## What the task requires
Look for the string "MapApp" in the data below, and copy each line that holds it.

** Opening Information supplied block **

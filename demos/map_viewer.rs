//! Interactive campus map using egui (requires `--features egui`).
//!
//! Usage:
//!   cargo run --features egui --example map_viewer -- [--config map.json]

use anyhow::Result;
use camino::Utf8PathBuf;
use clap::Parser;
use eframe::egui;
use tracing_subscriber::EnvFilter;

use campusmap::config::MapConfig;
use campusmap::egui_app::MapApp;

#[derive(Parser, Debug)]
#[command(author, version, about = "Interactive campus map viewer", long_about = None)]
struct Args {
    /// JSON file overriding map settings
    #[arg(short, long, value_name = "CONFIG")]
    config: Option<Utf8PathBuf>,
}

fn main() -> Result<()> {
    tracing_subscriber::fmt()
        .with_env_filter(EnvFilter::from_default_env())
        .init();

    let args = Args::parse();
    let cfg = MapConfig::load_or_default(args.config.as_deref())?;

    // Phone-like portrait window
    let options = eframe::NativeOptions {
        viewport: egui::ViewportBuilder::default().with_inner_size([390.0, 780.0]),
        ..Default::default()
    };
    eframe::run_native(
        "Campus Map",
        options,
        Box::new(move |_cc| Ok(Box::new(MapApp::new(cfg)))),
    )
    .map_err(|e| anyhow::anyhow!("{e}"))?;
    Ok(())
}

** Closing Information supplied block **

## Result of this task
use campusmap::egui_app::MapApp;
        Box::new(move |_cc| Ok(Box::new(MapApp::new(cfg)))),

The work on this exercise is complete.